Back and front covers of the paperback edition I read, reprinted in 1981
Back and front covers of an earlier edition
I picked up Lennon Remembers: The Rolling Stone Interviews by Jann Wenner in early 1981. This is a reprint of the original 1971 edition. I picked up an earlier edition, also pictured above, but I cannot be sure if it is an original in spite of its publication date of 1971. I picked that one up at a Beatles convention. The book chronicles the lengthy interviews Wenner had with Lennon in late 1970 which were serialized in two editions of Rolling Stone magazine in early 1971. The contents and Lennon quotes have gone down in history. These interviews exposed more about the insecure Lennon psyche than any other. In my forty years of Beatles fandom I had long known the contents of these interviews since they have been cited in countless Lennon biographies yet I had never read them all in one dose. That for me proved to be an exercise in patience. I base that remark on the transcript. It could have been edited to flow more smoothly, so that meaningless words were edited out and answer start-overs didn’t appear halfway down in John’s reply. I had to cast out what in my opinion was too much unnecessary language which only made me need to read entire paragraphs all over again. The transcripts were however not as bad as Andy Warhol’s a, but I still felt I had read each page twice before going on to the next.

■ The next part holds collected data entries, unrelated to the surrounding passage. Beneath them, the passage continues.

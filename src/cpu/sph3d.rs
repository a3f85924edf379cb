// smoothed particle hydrodynamics in 3D, host-side mirror of the GPU kernels
use std::{collections::HashMap, f32::consts::PI};

use bevy::prelude::Resource;
use glam::{IVec3, Vec3};

type Cell = IVec3;

#[inline]
fn cell(pos: Vec3, h: f32) -> IVec3 {
    (pos / h).floor().as_ivec3()
}

// define 3D kernels

#[inline]
fn w_poly6(r2: f32, h: f32) -> f32 {
    let k: f32 = 315.0 / (64.0 * PI * h.powi(9));
    if r2 >= 0.0 && r2 <= h * h {
        k * (h * h - r2).powi(3)
    } else {
        0.0
    }
}

#[inline]
fn grad_spiky_kernel(r: Vec3, h: f32) -> Vec3 {
    let r_len = r.length();
    let k = -45.0 / (PI * h.powi(6));
    if r_len == 0.0 || r_len >= h {
        Vec3::ZERO
    } else {
        k * (h - r_len).powi(2) * r.normalize()
    }
}

#[inline]
fn laplacian_visc(r: f32, h: f32) -> f32 {
    let k: f32 = 45.0 / (PI * h.powi(6));
    if r == 0.0 || r >= h {
        0.0
    } else {
        k * (h - r)
    }
}

#[derive(Clone, Debug, PartialEq)]
pub struct Particle {
    pub pos: Vec3,   // position
    pub vel: Vec3,   // velocity
    pub force: Vec3, // net force this tick
    pub rho: f32,    // density
    pub p: f32,      // pressure
    pub age: f32,    // simulated seconds alive
}

impl Particle {
    pub fn new(pos: Vec3) -> Self {
        Self {
            pos,
            vel: Vec3::ZERO,
            force: Vec3::ZERO,
            rho: 0.0,
            p: 0.0,
            age: 0.0,
        }
    }
}

/// Simulation constants. Externally mutable between frames, read-only
/// inside a tick; the kernels see a copy of this in a uniform buffer.
#[derive(Resource, Clone, Copy, Debug)]
pub struct SimParams {
    pub particle_mass: f32,
    pub particle_radius: f32,
    pub smoothing_coeff: f32, // h = smoothing_coeff * particle_radius
    pub rest_density: f32,
    pub stiffness: f32,
    pub viscosity: f32,
    pub gravity: Vec3,
    pub bounds_min: Vec3,
    pub bounds_max: Vec3,
    pub dt: f32,
    pub damping: f32, // boundary reflection keeps -damping * velocity
}

impl SimParams {
    #[inline]
    pub fn smoothing_radius(&self) -> f32 {
        self.smoothing_coeff * self.particle_radius
    }
}

impl Default for SimParams {
    fn default() -> Self {
        Self {
            particle_mass: 1.25e-4, // rest_density * spacing^3 of the demo grid
            particle_radius: 0.005,
            smoothing_coeff: 4.0,
            rest_density: 1000.0,
            stiffness: 3.0,
            viscosity: 0.2,
            gravity: Vec3::new(0.0, -9.81, 0.0),
            bounds_min: Vec3::new(-0.25, -0.5, -0.25),
            bounds_max: Vec3::new(0.25, 1.0, 0.25),
            dt: 0.0025,
            damping: 0.5,
        }
    }
}

/// Broad-phase strategy for the host solver. The GPU kernels are always
/// brute force; the grid variant exists for larger CPU runs.
#[derive(Clone, Copy, Debug, PartialEq, Eq, Default)]
pub enum NeighborSearch {
    #[default]
    BruteForce,
    UniformGrid,
}

#[derive(Resource)]
pub struct SPHState {
    pub particles: Vec<Particle>,
    pub neighbor_search: NeighborSearch,
    pub paused: bool,
}

impl SPHState {
    pub fn new() -> Self {
        Self {
            particles: Vec::new(),
            neighbor_search: NeighborSearch::default(),
            paused: false,
        }
    }

    /// Seed `count` particles from a layout function. Velocity, force and
    /// age start at zero; the count is fixed from here on.
    pub fn with_layout(count: usize, layout: impl Fn(usize) -> Vec3) -> Self {
        let mut state = Self::new();
        state.particles = (0..count).map(|i| Particle::new(layout(i))).collect();
        state
    }

    // initializing particles on a dense grid
    pub fn init_grid(&mut self, n_x: usize, n_y: usize, n_z: usize, spacing: f32) {
        for iz in 0..n_z {
            for iy in 0..n_y {
                for ix in 0..n_x {
                    let x = ix as f32 * spacing;
                    let y = iy as f32 * spacing;
                    let z = iz as f32 * spacing;
                    self.particles.push(Particle::new(Vec3::new(x, y, z)));
                }
            }
        }
    }

    pub fn toggle_pause(&mut self) {
        self.paused = !self.paused;
    }

    pub fn build_grid(&self, h: f32) -> HashMap<Cell, Vec<usize>> {
        let mut grid: HashMap<Cell, Vec<usize>> = HashMap::with_capacity(self.particles.len());

        for (i, p) in self.particles.iter().enumerate() {
            let key = cell(p.pos, h);
            grid.entry(key).or_default().push(i);
        }
        grid
    }

    // Runs `f` over every neighbor candidate of `pos`: all particles for
    // brute force, the 3 x 3 x 3 surrounding cells with a grid.
    fn for_each_candidate(
        &self,
        pos: Vec3,
        h: f32,
        grid: Option<&HashMap<Cell, Vec<usize>>>,
        mut f: impl FnMut(usize),
    ) {
        match grid {
            None => {
                for j in 0..self.particles.len() {
                    f(j);
                }
            }
            Some(grid) => {
                let c = cell(pos, h);
                for ox in -1..=1 {
                    for oy in -1..=1 {
                        for oz in -1..=1 {
                            if let Some(list) = grid.get(&(c + IVec3::new(ox, oy, oz))) {
                                for &j in list {
                                    f(j);
                                }
                            }
                        }
                    }
                }
            }
        }
    }

    fn maybe_grid(&self, h: f32) -> Option<HashMap<Cell, Vec<usize>>> {
        match self.neighbor_search {
            NeighborSearch::BruteForce => None,
            NeighborSearch::UniformGrid => Some(self.build_grid(h)),
        }
    }

    /// Stage 1: density from kernel-weighted neighbor masses (self term
    /// included), then pressure from the equation of state, clamped to
    /// non-negative.
    pub fn density_pressure(&mut self, params: &SimParams) {
        let h = params.smoothing_radius();
        let h2 = h * h;
        let grid = self.maybe_grid(h);
        let mut rho_vec = vec![0.0; self.particles.len()];

        for i in 0..self.particles.len() {
            let pos_i = self.particles[i].pos;
            let mut rho = 0.0;

            self.for_each_candidate(pos_i, h, grid.as_ref(), |j| {
                let r2 = (pos_i - self.particles[j].pos).length_squared();
                if r2 < h2 {
                    rho += params.particle_mass * w_poly6(r2, h);
                }
            });
            rho_vec[i] = rho;
        }
        for i in 0..self.particles.len() {
            self.particles[i].rho = rho_vec[i];
            self.particles[i].p = (params.stiffness * (rho_vec[i] - params.rest_density)).max(0.0);
        }
    }

    /// Stage 2: net force from the symmetrized pressure gradient, the
    /// viscosity Laplacian, and gravity. Overwrites last tick's force.
    pub fn compute_forces(&mut self, params: &SimParams) {
        let h = params.smoothing_radius();
        let grid = self.maybe_grid(h);
        let mut force_vec = vec![Vec3::ZERO; self.particles.len()];

        for i in 0..self.particles.len() {
            let particle_i = &self.particles[i];
            let pos_i = particle_i.pos;
            let p_i = particle_i.p;
            let vel_i = particle_i.vel;
            let rho_i = particle_i.rho;
            let mut f = Vec3::ZERO;

            self.for_each_candidate(pos_i, h, grid.as_ref(), |j| {
                if i == j {
                    return; // kernel gradient/Laplacian vanish at zero distance
                }
                let particle_j = &self.particles[j];
                let r = pos_i - particle_j.pos;

                // pressure gradient, symmetrized so pairs cancel exactly
                let grad_spiky = grad_spiky_kernel(r, h);
                let f_p =
                    -params.particle_mass * (p_i + particle_j.p) / (2.0 * particle_j.rho)
                        * grad_spiky;

                // viscosity from the velocity Laplacian
                let laplacian = laplacian_visc(r.length(), h);
                let f_v = params.viscosity * params.particle_mass * (particle_j.vel - vel_i)
                    / particle_j.rho
                    * laplacian;

                f += f_p + f_v;
            });

            // rho_i * g, so integration's f / rho recovers g itself
            force_vec[i] = f + params.gravity * rho_i;
        }

        for i in 0..self.particles.len() {
            self.particles[i].force = force_vec[i];
        }
    }

    /// Stage 3: semi-implicit Euler advance, damped reflection off the
    /// domain box, age accumulation.
    pub fn integrate(&mut self, params: &SimParams) {
        let min = params.bounds_min;
        let max = params.bounds_max;
        for p in &mut self.particles {
            p.vel += (p.force / p.rho) * params.dt;
            p.pos += p.vel * params.dt;

            if p.pos.x < min.x {
                p.pos.x = min.x;
                p.vel.x *= -params.damping;
            }
            if p.pos.x > max.x {
                p.pos.x = max.x;
                p.vel.x *= -params.damping;
            }
            if p.pos.y < min.y {
                p.pos.y = min.y;
                p.vel.y *= -params.damping;
            }
            if p.pos.y > max.y {
                p.pos.y = max.y;
                p.vel.y *= -params.damping;
            }
            if p.pos.z < min.z {
                p.pos.z = min.z;
                p.vel.z *= -params.damping;
            }
            if p.pos.z > max.z {
                p.pos.z = max.z;
                p.vel.z *= -params.damping;
            }

            p.age += params.dt;
        }
    }

    /// One tick: density/pressure, forces, integration, in that order.
    /// A paused state is left untouched.
    pub fn step(&mut self, params: &SimParams) {
        if self.paused {
            return;
        }
        self.density_pressure(params);
        self.compute_forces(params);
        self.integrate(params);
    }

    // demo function ----------------------------------------------
    pub fn demo_block_1k() -> Self {
        let mut demo_sim = Self::new();
        demo_sim.init_grid(10, 10, 10, 0.005);
        demo_sim
    }
    // ------------------------------------------------------------
}

impl Default for SPHState {
    fn default() -> Self {
        Self::new()
    }
}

John often couldn’t remember what Wenner attributed to him as saying, even when he quoted him in interviews from merely one year ago. John frequently refuted his own past statements, a point Wenner raised in the introduction. Thus the reader got the idea that John, by then thirty, was still finding himself and discovering new philosophies while discarding others as rubbish.

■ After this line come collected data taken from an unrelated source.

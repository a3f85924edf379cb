use std::sync::atomic::{AtomicU8, Ordering};
use std::sync::Arc;

use bevy::diagnostic::{DiagnosticsStore, FrameTimeDiagnosticsPlugin};
use bevy::prelude::*;
use bevy::render::render_resource::{Maintain, MapMode};
use bevy::render::renderer::RenderDevice;

use npr_sph::cpu::sph3d::{SPHState, SimParams};
use npr_sph::gpu::buffers::{AllowCopy, GPUSPHPlugin, ReadbackBuffer, SimControl};
use npr_sph::gpu::ffi::GPUParticle;
use npr_sph::{ControlTarget, Rotates, RotationMode, SceneControl};

fn main() {
    App::new()
        .add_plugins((DefaultPlugins, FrameTimeDiagnosticsPlugin::default()))
        .insert_resource(ClearColor(Color::Srgba(
            bevy::color::palettes::css::DARK_SLATE_GRAY,
        )))
        .insert_resource(ControlTarget::Camera)
        .insert_resource(SimParams::default())
        // 1k particle block, simulated on the GPU
        .insert_resource(SPHState::demo_block_1k())
        .add_plugins(GPUSPHPlugin)
        .add_systems(Startup, setup)
        .add_systems(
            Update,
            (
                keyboard_control,
                orbit_controlled,
                rotate_entities,
                probe_particles,
                log_fps,
            ),
        )
        .run();
}

fn setup(mut commands: Commands) {
    commands.spawn((
        Camera3d::default(),
        Transform::from_xyz(0.0, 0.3, 1.0).looking_at(Vec3::ZERO, Vec3::Y),
        SceneControl {
            target: ControlTarget::Camera,
            speed: 1.2,
        },
    ));
    commands.spawn((
        PointLight {
            intensity: 2_000_000.0,
            range: 20.0,
            ..Default::default()
        },
        Transform::from_xyz(1.0, 2.0, 1.0),
        Rotates {
            axis: Vec3::Y,
            speed: 0.4,
            mode: RotationMode::OrbitAround,
        },
        SceneControl {
            target: ControlTarget::Light,
            speed: 1.2,
        },
    ));
}

// space pauses, R re-seeds, tab switches what the arrows steer
fn keyboard_control(
    keys: Res<ButtonInput<KeyCode>>,
    mut control: ResMut<SimControl>,
    mut target: ResMut<ControlTarget>,
) {
    if keys.just_pressed(KeyCode::Space) {
        control.toggle_pause();
        info!(
            "simulation {}",
            if control.paused { "paused" } else { "running" }
        );
    }
    if keys.just_pressed(KeyCode::KeyR) {
        control.request_reset();
    }
    if keys.just_pressed(KeyCode::Tab) {
        *target = match *target {
            ControlTarget::Camera => ControlTarget::Light,
            ControlTarget::Light => ControlTarget::Camera,
        };
        info!("arrow keys steer {:?}", *target);
    }
}

fn orbit_controlled(
    keys: Res<ButtonInput<KeyCode>>,
    target: Res<ControlTarget>,
    time: Res<Time>,
    mut query: Query<(&SceneControl, &mut Transform)>,
) {
    let dir = keys.pressed(KeyCode::ArrowRight) as i32 - keys.pressed(KeyCode::ArrowLeft) as i32;
    if dir == 0 {
        return;
    }
    for (control, mut transform) in query.iter_mut() {
        if control.target != *target {
            continue;
        }
        let angle = dir as f32 * control.speed * time.delta_secs();
        transform.rotate_around(Vec3::ZERO, Quat::from_rotation_y(angle));
    }
}

fn rotate_entities(time: Res<Time>, mut query: Query<(&Rotates, &mut Transform)>) {
    for (rotates, mut transform) in query.iter_mut() {
        let rot = Quat::from_axis_angle(rotates.axis.normalize(), rotates.speed * time.delta_secs());
        match rotates.mode {
            RotationMode::SpinInPlace => transform.rotate(rot),
            RotationMode::OrbitAround => transform.rotate_around(Vec3::ZERO, rot),
        }
    }
}

// P toggles a GPU readback probe:
//   copy frame:  allow copy GPU -> readback
//   map frame:   block, map, log the particle spread, unmap
fn probe_particles(
    keys: Res<ButtonInput<KeyCode>>,
    mut allow_copy: ResMut<AllowCopy>,
    readback: Option<Res<ReadbackBuffer>>,
    render_device: Res<RenderDevice>,
    mut enabled: Local<bool>,
    mut fsm: Local<u8>, // 0 copy, 1 disable, 2 wait, 3 map, 4 cool-down
) {
    if keys.just_pressed(KeyCode::KeyP) {
        *enabled = !*enabled;
        *fsm = 0;
        if !*enabled {
            allow_copy.0 = false;
        }
    }
    if !*enabled {
        return;
    }
    let Some(readback) = readback else { return };

    match *fsm {
        0 => {
            allow_copy.0 = true;
            *fsm = 1;
        }
        1 => {
            allow_copy.0 = false;
            *fsm = 2;
        }
        2 => {
            *fsm = 3;
        }
        3 => {
            let slice = readback.buffer.slice(..);
            render_device.poll(Maintain::Wait);

            let status = Arc::new(AtomicU8::new(0));
            let cb = status.clone();
            slice.map_async(MapMode::Read, move |r| {
                cb.store(if r.is_ok() { 1 } else { 2 }, Ordering::SeqCst)
            });

            loop {
                render_device.poll(Maintain::Poll);
                match status.load(Ordering::SeqCst) {
                    0 => std::thread::yield_now(),
                    1 => break,
                    2 => {
                        readback.buffer.unmap();
                        *fsm = 0;
                        return;
                    }
                    _ => unreachable!(),
                }
            }

            {
                let data = slice.get_mapped_range();
                let gpu: &[GPUParticle] = bytemuck::cast_slice(&data);
                let (mut min_y, mut max_y) = (f32::MAX, f32::MIN);
                for p in gpu {
                    min_y = min_y.min(p.pos[1]);
                    max_y = max_y.max(p.pos[1]);
                }
                info!(
                    "probe: {} particles, y in [{min_y:.3}, {max_y:.3}]",
                    gpu.len()
                );
            }
            readback.buffer.unmap();

            *fsm = 4;
        }
        4 => {
            *fsm = 0;
        }
        _ => *fsm = 0,
    }
}

fn log_fps(diagnostics: Res<DiagnosticsStore>, mut counter: Local<u32>) {
    *counter += 1;
    if *counter >= 120 {
        *counter = 0;

        if let Some(fps_diag) = diagnostics.get(&FrameTimeDiagnosticsPlugin::FPS) {
            if let Some(avg) = fps_diag.average() {
                info!("==== Average FPS over last ~2 s: {:.1} ====", avg);
            }
        }
    }
}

In December of 1970 John had just released his soul-baring album John Lennon/Plastic Ono Band and much of the interview was devoted to the making of the album and the songs on it. John praised the primal scream therapy he and Yoko underwent with Arthur Janov although he was not in that type of therapy any longer. Throughout the interview though John told of his fits of nervousness when going on stage or meeting important people. Thus during the Beatles years John must have suffered from stage fright and at the time of these interviews, still was. He took a lot of heat from friends in his inner circle when he blasted them during this interview: not just the expected target Paul McCartney, but also George Martin, George Harrison and Mick Jagger among others.
Yoko was alongside for much of the interview and it is thanks to her for guiding John’s train of thought and directing him back to Wenner’s original questions. At times John would start to answer a question with a long introduction, with the reader expecting him to phase into an answer, yet sometimes he’d never get there. Yoko would sometimes ask the question again or insert a prompt to get John back on topic. I believe that without Yoko’s involvement in the interview, Wenner might not have gotten the answers he was striving for and perhaps wouldn’t have gotten such candid replies if it was only him around doing the asking.
One minor point of confusion centred on the authorship of “I Want to Hold Your Hand”. Early in the interview John claimed that it was not a collaborative effort with Paul McCartney. Then in two separate instances over halfway through when Wenner wanted to discuss the Lennon/McCartney partnership John asserted that it was a joint effort.